La prosa degli anni Settanta e Ottanta

Parallelo all'affermazione letteraria di altre minoranze etniche (indiani, messicani, portoricani e asiatici), alla ricerca di una propria identità, di una propria memoria e di un rapporto con l'America bianca wasp (white anglosaxon protestant), un fatto letterario interessante fu l'emergere di un gruppo consistente di scrittrici nelle cui opere si intrecciavano i temi derivanti dall'eredità africana e afroamericana con una riflessione sul ruolo della donna all'interno della comunità nera.

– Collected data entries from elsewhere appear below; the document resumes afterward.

//! Shared identifier and tab state types for the RLM engine workspace.

use std::fmt;

use serde::{Deserialize, Serialize};
use uuid::Uuid;

#[derive(Clone, Debug, Eq, PartialEq, Hash, PartialOrd, Ord, Serialize, Deserialize)]
pub struct TabId(pub String);

impl TabId {
    pub fn new() -> Self {
        Self(Uuid::new_v4().to_string())
    }
}

impl Default for TabId {
    fn default() -> Self {
        Self::new()
    }
}

impl fmt::Display for TabId {
    fn fmt(&self, f: &mut fmt::Formatter<'_>) -> fmt::Result {
        write!(f, "{}", self.0)
    }
}

/// Handle to a host-parsed document inside one REPL session.
#[derive(Clone, Copy, Debug, Eq, PartialEq, Hash, Serialize, Deserialize)]
pub struct DocHandle(pub u64);

impl fmt::Display for DocHandle {
    fn fmt(&self, f: &mut fmt::Formatter<'_>) -> fmt::Result {
        write!(f, "doc:{}", self.0)
    }
}

/// Load status of a browser tab as reported by the driver.
#[derive(Clone, Copy, Debug, Eq, PartialEq, Serialize, Deserialize)]
#[serde(rename_all = "snake_case")]
pub enum TabStatus {
    Loading,
    Complete,
    Error,
}

impl fmt::Display for TabStatus {
    fn fmt(&self, f: &mut fmt::Formatter<'_>) -> fmt::Result {
        match self {
            TabStatus::Loading => f.write_str("loading"),
            TabStatus::Complete => f.write_str("complete"),
            TabStatus::Error => f.write_str("error"),
        }
    }
}

/// Driver-reported description of one tab.
#[derive(Clone, Debug, PartialEq, Serialize, Deserialize)]
pub struct TabInfo {
    pub id: TabId,
    pub url: String,
    pub title: String,
    pub status: TabStatus,
    #[serde(skip_serializing_if = "Option::is_none")]
    pub favicon: Option<String>,
}

/// Field of a tab that changed between two snapshots.
#[derive(Clone, Copy, Debug, Eq, PartialEq, Serialize, Deserialize)]
#[serde(rename_all = "snake_case")]
pub enum TabField {
    Url,
    Title,
    Status,
}

impl fmt::Display for TabField {
    fn fmt(&self, f: &mut fmt::Formatter<'_>) -> fmt::Result {
        match self {
            TabField::Url => f.write_str("url"),
            TabField::Title => f.write_str("title"),
            TabField::Status => f.write_str("status"),
        }
    }
}

/// One observed change on a tab between two snapshot points.
#[derive(Clone, Debug, PartialEq, Serialize, Deserialize)]
pub struct PageChange {
    #[serde(rename = "tabId")]
    pub tab_id: TabId,
    pub field: TabField,
    pub old: String,
    pub new: String,
}

#[cfg(test)]
mod tests {
    use super::*;

    #[test]
    fn tab_ids_are_unique() {
        assert_ne!(TabId::new(), TabId::new());
    }

    #[test]
    fn doc_handles_display_with_prefix() {
        assert_eq!(DocHandle(3).to_string(), "doc:3");
        assert_eq!(DocHandle(3), DocHandle(3));
    }

    #[test]
    fn page_change_serializes_with_camel_case_tab_id() {
        let change = PageChange {
            tab_id: TabId("t-1".into()),
            field: TabField::Url,
            old: "about:blank".into(),
            new: "https://example.com".into(),
        };
        let json = serde_json::to_value(&change).unwrap();
        assert_eq!(json["tabId"], "t-1");
        assert_eq!(json["field"], "url");
    }
}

Toni Morrison (1931), nata a Lorrain, Ohio, mostra in tutti i suoi romanzi, scritti in una prosa intensamente lirica, una grande attenzione per i problemi della donna di colore in America: The bluest eyes (L'occhio più azzurro, 1970), Sula (1973), Song of Solomon (Canto di Salomone, 1977), Beloved (Amatissima, 1987), che le valse il premio Pulitzer, Jazz (1992), Paradise (Paradiso, 1997). Nel 1993 le è stato assegnato il premio Nobel per la letteratura.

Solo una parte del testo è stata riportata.